En esta perspectiva se debe considerar también la presencia del varón, junto con la mujer.

Copresencia y colaboración de los hombres y de las mujeres

52. En el aula sinodal no ha faltado la voz de los que han expresado el temor de que una excesiva insistencia centrada sobre la condición y el papel de las mujeres pudiera desembocar en un inaceptable olvido: el referente a los hombres. En realidad, diversas situaciones eclesiales tienen que lamentar la ausencia o escasísima presencia de los hombres, de los que una parte abdica de las propias responsabilidades eclesiales, dejando que sean asumidas sólo por las mujeres, como, por ejemplo, la participación en la oración litúrgica en la iglesia, la educación y concretamente la catequesis de los propios hijos y de otros niños, la presencia en encuentros religiosos y culturales, la colaboración en iniciativas caritativas y misioneras.

Se ha de urgir pastoralmente la presencia coordinada de los hombres y de las mujeres para hacer más completa, armónica y rica la participación de los fieles laicos en la misión salvífica de la Iglesia.

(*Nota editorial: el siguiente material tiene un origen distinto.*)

//! # ニュースレター API の結合テスト
//!
//! 購読の冪等性（新規・再開・購読中）とウェルカムメールのスケジュールを検証する。

mod common;

use chrono::{TimeZone, Utc};
use common::{get, post, post_empty};
use nailbook_api_service::test_utils::TestAppBuilder;
use nailbook_domain::{
    newsletter::{SubscriberId, SubscriberRecord},
    notification::{EntityReference, TemplateName, TriggeringEvent},
    value_objects::EmailAddress,
};
use pretty_assertions::assert_eq;
use serde_json::json;

fn seeded(id: i64, email: &str, is_active: bool) -> SubscriberRecord {
    SubscriberRecord {
        id:              SubscriberId::new(id),
        email:           EmailAddress::new(email).unwrap(),
        name:            None,
        is_active,
        subscribed_at:   Utc.with_ymd_and_hms(2026, 1, 1, 0, 0, 0).unwrap(),
        unsubscribed_at: (!is_active).then(|| Utc.with_ymd_and_hms(2026, 2, 1, 0, 0, 0).unwrap()),
    }
}

#[tokio::test]
async fn test_新規購読は201でウェルカムメールが1件スケジュールされる() {
    let app = TestAppBuilder::new().build();

    let response = post(
        &app.router,
        "/api/newsletter",
        json!({ "email": "Grace@Example.com", "name": "Grace Hopper" }),
    )
    .await;

    assert_eq!(response.status, 201);
    assert_eq!(response.data()["email"], "grace@example.com");
    assert_eq!(response.data()["name"], "Grace Hopper");
    assert_eq!(response.data()["is_active"], true);

    let jobs = app.jobs();
    assert_eq!(jobs.len(), 1);
    assert_eq!(jobs[0].template, TemplateName::NewsletterWelcome);
    assert_eq!(jobs[0].triggering_event, TriggeringEvent::NewsletterSubscribed);
    assert_eq!(jobs[0].recipients, vec!["grace@example.com".to_string()]);

    app.drain().await;
}

#[tokio::test]
async fn test_購読中のアドレスは200で購読日時が変わらず通知もされない() {
    let app = TestAppBuilder::new().build();
    app.subscribers
        .add_subscriber(seeded(100, "grace@example.com", true));

    let response = post(
        &app.router,
        "/api/newsletter",
        json!({ "email": "GRACE@example.com" }),
    )
    .await;

    assert_eq!(response.status, 200);
    assert_eq!(response.data()["id"], 100);
    assert_eq!(response.data()["subscribed_at"], "2026-01-01T00:00:00+00:00");
    assert!(app.jobs().is_empty());
    assert_eq!(app.subscribers.stored().len(), 1);

    app.drain().await;
}

#[tokio::test]
async fn test_購読解除済みのアドレスは再開されウェルカムメールが1件スケジュールされる() {
    let app = TestAppBuilder::new().build();
    app.subscribers
        .add_subscriber(seeded(100, "linus@example.com", false));

    let response = post(
        &app.router,
        "/api/newsletter",
        json!({ "email": "linus@example.com", "name": "Linus" }),
    )
    .await;

    assert_eq!(response.status, 201);
    assert_eq!(response.data()["is_active"], true);

    let stored = app.subscribers.stored();
    assert_eq!(stored.len(), 1);
    assert!(stored[0].is_active());
    assert_eq!(stored[0].unsubscribed_at(), None);

    let jobs = app.jobs();
    assert_eq!(jobs.len(), 1);
    assert_eq!(jobs[0].triggering_event, TriggeringEvent::NewsletterReactivated);
    assert_eq!(
        jobs[0].entity,
        EntityReference::NewsletterSubscriber(SubscriberId::new(100))
    );

    app.drain().await;
}

#[tokio::test]
async fn test_購読解除すると詳細と一覧から消える() {
    let app = TestAppBuilder::new().build();
    let created = post(
        &app.router,
        "/api/newsletter",
        json!({ "email": "ada@example.com" }),
    )
    .await;
    let id = created.data()["id"].as_i64().unwrap();

    let response = post_empty(&app.router, &format!("/api/newsletter/{id}/unsubscribe")).await;

    assert_eq!(response.status, 200);
    assert_eq!(response.body, json!({ "status": "Successfully unsubscribed" }));
    assert_eq!(get(&app.router, &format!("/api/newsletter/{id}")).await.status, 404);
    let list = get(&app.router, "/api/newsletter").await;
    assert_eq!(list.data(), &json!([]));

    app.drain().await;
}

#[tokio::test]
async fn test_不正なメールアドレスは400() {
    let app = TestAppBuilder::new().build();

    let response = post(&app.router, "/api/newsletter", json!({ "email": "nope" })).await;

    assert_eq!(response.status, 400);
    assert_eq!(common::invalid_param_names(&response), vec!["email".to_string()]);
    assert!(app.subscribers.stored().is_empty());

    app.drain().await;
}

La razón fundamental que exige y explica la simultánea presencia y la colaboración de los hombres y de las mujeres no es sólo, como se ha hecho notar, la mayor significatividad y eficacia de la acción pastoral de la Iglesia; ni mucho menos el simple dato sociológico de una convivencia humana, que está naturalmente hecha de hombres y de mujeres. Es, más bien, el designio originario del creador que desde el «principio» ha querido al ser humano como «unidad de los dos»; ha querido al hombre y a la mujer como primera comunidad de personas, raíz de cualquier otra comunidad y, al mismo tiempo, como «signo» de aquella comunión interpersonal de amor que constituye la misteriosa vida íntima de Dios uno y trino.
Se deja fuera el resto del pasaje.